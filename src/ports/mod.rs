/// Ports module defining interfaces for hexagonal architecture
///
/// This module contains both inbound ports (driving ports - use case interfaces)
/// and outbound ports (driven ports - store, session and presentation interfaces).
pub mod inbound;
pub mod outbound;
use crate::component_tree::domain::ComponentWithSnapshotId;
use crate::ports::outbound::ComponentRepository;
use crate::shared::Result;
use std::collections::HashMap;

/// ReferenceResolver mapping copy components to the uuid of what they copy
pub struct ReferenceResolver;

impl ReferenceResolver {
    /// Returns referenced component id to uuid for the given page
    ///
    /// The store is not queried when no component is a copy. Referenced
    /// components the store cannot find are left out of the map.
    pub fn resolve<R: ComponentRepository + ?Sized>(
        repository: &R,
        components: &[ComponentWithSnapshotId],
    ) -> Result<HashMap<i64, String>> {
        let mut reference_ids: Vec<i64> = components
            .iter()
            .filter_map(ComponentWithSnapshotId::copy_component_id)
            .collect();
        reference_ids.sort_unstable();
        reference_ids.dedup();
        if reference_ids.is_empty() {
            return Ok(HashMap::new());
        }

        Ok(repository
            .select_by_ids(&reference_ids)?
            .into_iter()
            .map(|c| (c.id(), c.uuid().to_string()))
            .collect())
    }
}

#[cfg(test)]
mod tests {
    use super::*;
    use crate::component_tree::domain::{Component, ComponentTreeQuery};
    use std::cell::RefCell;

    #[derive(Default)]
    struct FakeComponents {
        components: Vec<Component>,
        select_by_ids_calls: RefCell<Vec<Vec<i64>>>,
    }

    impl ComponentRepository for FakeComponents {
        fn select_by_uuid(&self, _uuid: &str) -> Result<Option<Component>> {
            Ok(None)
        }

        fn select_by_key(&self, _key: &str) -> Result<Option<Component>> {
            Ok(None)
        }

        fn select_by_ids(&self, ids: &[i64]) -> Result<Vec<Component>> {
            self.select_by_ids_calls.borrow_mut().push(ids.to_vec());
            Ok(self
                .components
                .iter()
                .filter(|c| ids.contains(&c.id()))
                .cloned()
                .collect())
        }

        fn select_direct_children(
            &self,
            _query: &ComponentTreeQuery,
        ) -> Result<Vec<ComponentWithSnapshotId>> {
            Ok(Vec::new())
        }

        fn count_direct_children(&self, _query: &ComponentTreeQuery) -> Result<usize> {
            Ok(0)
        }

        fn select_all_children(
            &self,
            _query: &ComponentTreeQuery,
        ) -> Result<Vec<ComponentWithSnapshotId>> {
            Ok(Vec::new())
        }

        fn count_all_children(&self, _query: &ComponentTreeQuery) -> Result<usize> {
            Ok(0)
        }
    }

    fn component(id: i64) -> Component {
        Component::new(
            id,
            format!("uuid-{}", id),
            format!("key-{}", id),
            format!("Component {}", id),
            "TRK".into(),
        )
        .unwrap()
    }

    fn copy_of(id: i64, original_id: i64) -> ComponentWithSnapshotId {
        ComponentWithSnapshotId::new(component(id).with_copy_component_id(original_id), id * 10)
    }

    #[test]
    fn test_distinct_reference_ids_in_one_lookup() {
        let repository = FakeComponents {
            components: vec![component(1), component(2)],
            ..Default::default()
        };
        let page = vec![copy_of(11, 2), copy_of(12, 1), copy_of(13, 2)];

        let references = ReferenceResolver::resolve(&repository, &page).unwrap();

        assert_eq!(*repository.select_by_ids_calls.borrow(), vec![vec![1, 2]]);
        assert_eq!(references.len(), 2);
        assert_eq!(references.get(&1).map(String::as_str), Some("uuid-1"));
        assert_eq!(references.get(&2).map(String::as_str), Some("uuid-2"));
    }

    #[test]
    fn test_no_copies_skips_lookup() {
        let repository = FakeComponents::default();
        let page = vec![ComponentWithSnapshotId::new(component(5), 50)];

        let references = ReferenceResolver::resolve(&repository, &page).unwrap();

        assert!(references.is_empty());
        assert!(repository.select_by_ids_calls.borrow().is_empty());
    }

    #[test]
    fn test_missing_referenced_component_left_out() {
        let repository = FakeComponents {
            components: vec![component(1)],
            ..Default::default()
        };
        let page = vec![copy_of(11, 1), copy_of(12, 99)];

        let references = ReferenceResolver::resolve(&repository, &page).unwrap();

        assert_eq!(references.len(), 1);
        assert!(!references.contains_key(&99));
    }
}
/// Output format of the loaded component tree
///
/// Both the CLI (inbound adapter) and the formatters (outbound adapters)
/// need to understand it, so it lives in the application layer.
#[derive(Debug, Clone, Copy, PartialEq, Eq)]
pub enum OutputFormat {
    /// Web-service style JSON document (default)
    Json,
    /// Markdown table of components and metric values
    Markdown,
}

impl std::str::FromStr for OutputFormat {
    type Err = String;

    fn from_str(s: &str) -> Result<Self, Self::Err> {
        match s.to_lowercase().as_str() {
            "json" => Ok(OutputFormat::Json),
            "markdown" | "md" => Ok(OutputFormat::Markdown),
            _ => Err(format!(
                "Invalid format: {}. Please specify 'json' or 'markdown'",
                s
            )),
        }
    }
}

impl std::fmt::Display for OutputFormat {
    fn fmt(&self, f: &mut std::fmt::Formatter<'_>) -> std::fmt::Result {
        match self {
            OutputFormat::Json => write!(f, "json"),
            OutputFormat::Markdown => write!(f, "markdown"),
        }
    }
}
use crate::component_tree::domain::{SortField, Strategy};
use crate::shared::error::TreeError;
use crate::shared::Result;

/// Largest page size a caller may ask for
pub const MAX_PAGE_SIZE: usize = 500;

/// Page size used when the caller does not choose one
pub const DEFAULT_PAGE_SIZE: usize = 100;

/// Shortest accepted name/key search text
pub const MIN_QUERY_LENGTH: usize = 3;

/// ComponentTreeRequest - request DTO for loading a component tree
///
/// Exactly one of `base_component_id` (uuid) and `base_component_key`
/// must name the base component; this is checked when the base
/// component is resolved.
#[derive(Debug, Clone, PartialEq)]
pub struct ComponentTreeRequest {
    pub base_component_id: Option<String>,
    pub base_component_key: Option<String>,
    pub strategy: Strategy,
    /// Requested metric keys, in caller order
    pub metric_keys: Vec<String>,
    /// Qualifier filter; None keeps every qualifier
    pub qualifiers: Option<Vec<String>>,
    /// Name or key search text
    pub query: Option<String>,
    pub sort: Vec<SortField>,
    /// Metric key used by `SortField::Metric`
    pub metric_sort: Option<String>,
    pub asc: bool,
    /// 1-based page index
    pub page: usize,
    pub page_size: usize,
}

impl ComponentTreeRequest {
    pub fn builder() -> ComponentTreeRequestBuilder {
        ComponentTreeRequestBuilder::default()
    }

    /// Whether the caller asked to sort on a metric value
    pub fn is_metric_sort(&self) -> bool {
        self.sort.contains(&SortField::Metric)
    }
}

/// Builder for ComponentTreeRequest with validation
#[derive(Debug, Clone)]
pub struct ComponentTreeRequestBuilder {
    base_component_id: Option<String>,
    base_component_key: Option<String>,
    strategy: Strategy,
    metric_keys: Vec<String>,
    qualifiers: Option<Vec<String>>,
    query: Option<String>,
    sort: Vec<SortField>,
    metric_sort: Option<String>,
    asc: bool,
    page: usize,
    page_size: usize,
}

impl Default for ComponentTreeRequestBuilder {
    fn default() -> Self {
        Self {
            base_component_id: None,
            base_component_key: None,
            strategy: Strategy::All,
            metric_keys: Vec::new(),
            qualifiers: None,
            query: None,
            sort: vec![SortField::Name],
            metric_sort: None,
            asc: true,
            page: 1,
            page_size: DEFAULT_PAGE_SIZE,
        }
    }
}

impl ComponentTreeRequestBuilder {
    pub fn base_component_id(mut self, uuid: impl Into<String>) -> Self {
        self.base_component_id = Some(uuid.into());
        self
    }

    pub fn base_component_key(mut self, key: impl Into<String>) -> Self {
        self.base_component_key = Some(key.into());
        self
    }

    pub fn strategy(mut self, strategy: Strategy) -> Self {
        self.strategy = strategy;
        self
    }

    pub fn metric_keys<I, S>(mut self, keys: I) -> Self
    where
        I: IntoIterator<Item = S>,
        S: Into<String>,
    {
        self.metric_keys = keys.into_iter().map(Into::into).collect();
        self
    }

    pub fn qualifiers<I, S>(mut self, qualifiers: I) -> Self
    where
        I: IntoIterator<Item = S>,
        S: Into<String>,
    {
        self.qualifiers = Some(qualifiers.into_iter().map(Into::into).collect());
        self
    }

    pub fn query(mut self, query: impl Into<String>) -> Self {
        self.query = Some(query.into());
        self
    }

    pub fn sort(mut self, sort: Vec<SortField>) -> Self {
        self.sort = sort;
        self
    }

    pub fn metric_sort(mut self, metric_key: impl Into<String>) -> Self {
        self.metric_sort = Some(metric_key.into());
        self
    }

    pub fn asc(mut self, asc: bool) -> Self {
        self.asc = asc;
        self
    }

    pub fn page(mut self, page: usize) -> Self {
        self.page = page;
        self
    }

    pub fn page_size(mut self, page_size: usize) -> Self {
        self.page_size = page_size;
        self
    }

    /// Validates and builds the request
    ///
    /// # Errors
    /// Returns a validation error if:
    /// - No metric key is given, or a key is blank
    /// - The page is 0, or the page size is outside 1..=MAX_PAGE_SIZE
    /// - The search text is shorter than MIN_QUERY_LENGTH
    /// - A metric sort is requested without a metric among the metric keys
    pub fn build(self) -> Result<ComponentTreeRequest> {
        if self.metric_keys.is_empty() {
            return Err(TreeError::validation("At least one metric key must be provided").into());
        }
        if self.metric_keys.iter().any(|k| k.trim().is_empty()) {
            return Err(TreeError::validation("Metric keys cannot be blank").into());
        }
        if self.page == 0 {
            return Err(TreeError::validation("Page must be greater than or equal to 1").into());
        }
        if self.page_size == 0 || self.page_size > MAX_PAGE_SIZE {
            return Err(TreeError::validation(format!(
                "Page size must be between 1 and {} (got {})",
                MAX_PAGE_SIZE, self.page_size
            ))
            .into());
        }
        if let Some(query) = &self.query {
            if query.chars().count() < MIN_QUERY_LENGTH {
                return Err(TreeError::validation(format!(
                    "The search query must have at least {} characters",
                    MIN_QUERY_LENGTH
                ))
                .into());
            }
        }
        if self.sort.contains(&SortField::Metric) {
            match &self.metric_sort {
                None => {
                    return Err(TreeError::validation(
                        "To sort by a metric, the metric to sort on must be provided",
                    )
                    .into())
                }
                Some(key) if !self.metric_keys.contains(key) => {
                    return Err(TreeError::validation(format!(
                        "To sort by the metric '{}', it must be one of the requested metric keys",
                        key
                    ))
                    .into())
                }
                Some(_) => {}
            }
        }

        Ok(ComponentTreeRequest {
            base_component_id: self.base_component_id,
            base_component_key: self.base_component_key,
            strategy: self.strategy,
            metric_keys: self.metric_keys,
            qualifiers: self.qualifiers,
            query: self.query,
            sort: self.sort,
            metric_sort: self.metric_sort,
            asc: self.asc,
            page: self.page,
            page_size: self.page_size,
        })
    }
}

Work to be completed -
All lines from the beginning of the listing through the one with "use crate::component_tree::domain::ComponentWithSnapshotId;" are to be restated word for word, and only those.

Answer box -
filename src/ports/mod.rs
/// Ports module defining interfaces for hexagonal architecture
///
/// This module contains both inbound ports (driving ports - use case interfaces)
/// and outbound ports (driven ports - store, session and presentation interfaces).
pub mod inbound;
pub mod outbound;
use crate::component_tree::domain::ComponentWithSnapshotId;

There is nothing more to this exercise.